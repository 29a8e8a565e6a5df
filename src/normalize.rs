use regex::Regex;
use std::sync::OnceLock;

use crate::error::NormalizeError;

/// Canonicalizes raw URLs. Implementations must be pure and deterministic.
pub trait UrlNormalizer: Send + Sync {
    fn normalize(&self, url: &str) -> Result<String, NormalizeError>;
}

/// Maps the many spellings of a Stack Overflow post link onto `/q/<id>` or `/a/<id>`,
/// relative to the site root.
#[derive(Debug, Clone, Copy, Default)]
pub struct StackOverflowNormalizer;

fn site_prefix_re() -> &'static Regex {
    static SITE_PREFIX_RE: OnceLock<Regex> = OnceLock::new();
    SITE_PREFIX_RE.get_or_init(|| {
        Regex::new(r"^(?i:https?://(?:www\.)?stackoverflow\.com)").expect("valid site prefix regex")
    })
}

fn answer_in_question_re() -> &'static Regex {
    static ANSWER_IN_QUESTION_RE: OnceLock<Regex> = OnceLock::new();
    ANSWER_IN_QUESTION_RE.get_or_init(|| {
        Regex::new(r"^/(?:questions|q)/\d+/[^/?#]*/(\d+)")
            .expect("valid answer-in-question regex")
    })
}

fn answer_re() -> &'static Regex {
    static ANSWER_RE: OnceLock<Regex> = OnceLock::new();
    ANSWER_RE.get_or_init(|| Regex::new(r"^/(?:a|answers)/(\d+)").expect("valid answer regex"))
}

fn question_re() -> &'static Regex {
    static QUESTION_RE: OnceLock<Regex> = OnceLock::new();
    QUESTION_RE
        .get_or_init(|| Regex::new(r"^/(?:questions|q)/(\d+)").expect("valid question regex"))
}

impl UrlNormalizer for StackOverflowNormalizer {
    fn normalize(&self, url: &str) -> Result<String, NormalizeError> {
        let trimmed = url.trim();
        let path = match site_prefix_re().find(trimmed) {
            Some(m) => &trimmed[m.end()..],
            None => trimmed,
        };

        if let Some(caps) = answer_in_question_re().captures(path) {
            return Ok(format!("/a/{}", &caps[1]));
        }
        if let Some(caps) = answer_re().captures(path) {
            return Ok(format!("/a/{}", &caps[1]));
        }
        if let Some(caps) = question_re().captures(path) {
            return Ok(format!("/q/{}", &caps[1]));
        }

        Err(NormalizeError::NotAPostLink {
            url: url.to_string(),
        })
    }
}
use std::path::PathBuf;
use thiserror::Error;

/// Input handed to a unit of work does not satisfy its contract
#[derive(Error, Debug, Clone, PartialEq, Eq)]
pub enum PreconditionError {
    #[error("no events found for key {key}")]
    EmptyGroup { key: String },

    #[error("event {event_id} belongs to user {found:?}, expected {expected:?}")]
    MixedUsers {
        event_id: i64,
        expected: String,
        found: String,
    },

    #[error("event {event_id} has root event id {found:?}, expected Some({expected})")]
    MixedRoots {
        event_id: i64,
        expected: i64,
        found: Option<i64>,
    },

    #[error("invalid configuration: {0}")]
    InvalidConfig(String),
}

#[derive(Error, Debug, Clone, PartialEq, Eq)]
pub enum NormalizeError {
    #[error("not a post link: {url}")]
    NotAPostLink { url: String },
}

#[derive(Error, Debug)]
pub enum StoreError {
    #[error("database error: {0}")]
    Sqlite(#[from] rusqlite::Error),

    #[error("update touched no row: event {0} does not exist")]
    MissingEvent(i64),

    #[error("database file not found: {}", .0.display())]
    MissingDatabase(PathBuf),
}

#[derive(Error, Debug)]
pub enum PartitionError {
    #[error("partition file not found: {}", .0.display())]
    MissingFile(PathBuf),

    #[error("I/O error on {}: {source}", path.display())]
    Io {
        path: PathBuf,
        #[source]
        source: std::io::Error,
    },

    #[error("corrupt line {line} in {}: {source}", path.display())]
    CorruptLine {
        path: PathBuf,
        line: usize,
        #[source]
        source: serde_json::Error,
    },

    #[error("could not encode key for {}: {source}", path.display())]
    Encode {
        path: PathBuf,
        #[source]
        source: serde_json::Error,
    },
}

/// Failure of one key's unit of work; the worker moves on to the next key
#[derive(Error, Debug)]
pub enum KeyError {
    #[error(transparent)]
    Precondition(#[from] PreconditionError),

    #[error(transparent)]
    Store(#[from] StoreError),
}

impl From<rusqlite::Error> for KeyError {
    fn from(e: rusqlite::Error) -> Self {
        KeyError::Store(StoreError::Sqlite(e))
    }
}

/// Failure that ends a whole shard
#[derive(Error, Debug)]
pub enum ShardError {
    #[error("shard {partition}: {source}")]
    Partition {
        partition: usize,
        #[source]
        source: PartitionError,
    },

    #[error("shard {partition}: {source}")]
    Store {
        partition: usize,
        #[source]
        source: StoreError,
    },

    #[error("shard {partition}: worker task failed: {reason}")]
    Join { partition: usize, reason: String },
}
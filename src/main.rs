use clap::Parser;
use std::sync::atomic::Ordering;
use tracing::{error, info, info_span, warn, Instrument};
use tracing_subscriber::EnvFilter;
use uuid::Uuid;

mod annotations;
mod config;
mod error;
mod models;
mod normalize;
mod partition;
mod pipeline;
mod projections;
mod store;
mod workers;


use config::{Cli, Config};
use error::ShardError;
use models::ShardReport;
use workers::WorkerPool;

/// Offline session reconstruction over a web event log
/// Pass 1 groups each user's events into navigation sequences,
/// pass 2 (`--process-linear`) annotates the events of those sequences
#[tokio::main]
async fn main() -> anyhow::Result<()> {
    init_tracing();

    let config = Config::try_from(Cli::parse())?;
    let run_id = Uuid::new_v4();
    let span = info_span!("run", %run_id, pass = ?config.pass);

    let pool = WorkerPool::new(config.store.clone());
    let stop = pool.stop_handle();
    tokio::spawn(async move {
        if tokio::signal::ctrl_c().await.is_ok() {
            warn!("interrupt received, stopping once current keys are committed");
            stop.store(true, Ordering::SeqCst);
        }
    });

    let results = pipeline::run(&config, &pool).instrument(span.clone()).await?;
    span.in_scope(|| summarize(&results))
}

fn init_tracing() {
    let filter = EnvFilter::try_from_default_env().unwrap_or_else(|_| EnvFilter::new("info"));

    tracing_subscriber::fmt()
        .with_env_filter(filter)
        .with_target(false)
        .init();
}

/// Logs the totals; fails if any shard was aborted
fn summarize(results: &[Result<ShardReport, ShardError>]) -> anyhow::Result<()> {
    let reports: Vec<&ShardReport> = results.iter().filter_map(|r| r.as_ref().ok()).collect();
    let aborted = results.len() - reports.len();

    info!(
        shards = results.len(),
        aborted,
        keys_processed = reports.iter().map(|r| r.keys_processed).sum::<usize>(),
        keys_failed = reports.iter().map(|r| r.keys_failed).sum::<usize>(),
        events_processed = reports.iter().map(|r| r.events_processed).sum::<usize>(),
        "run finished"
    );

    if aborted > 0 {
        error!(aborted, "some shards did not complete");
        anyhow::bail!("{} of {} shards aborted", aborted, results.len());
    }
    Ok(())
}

What you should do:
Every line of the listing that includes "summarize" must be shown.

Output:
    span.in_scope(|| summarize(&results))
fn summarize(results: &[Result<ShardReport, ShardError>]) -> anyhow::Result<()> {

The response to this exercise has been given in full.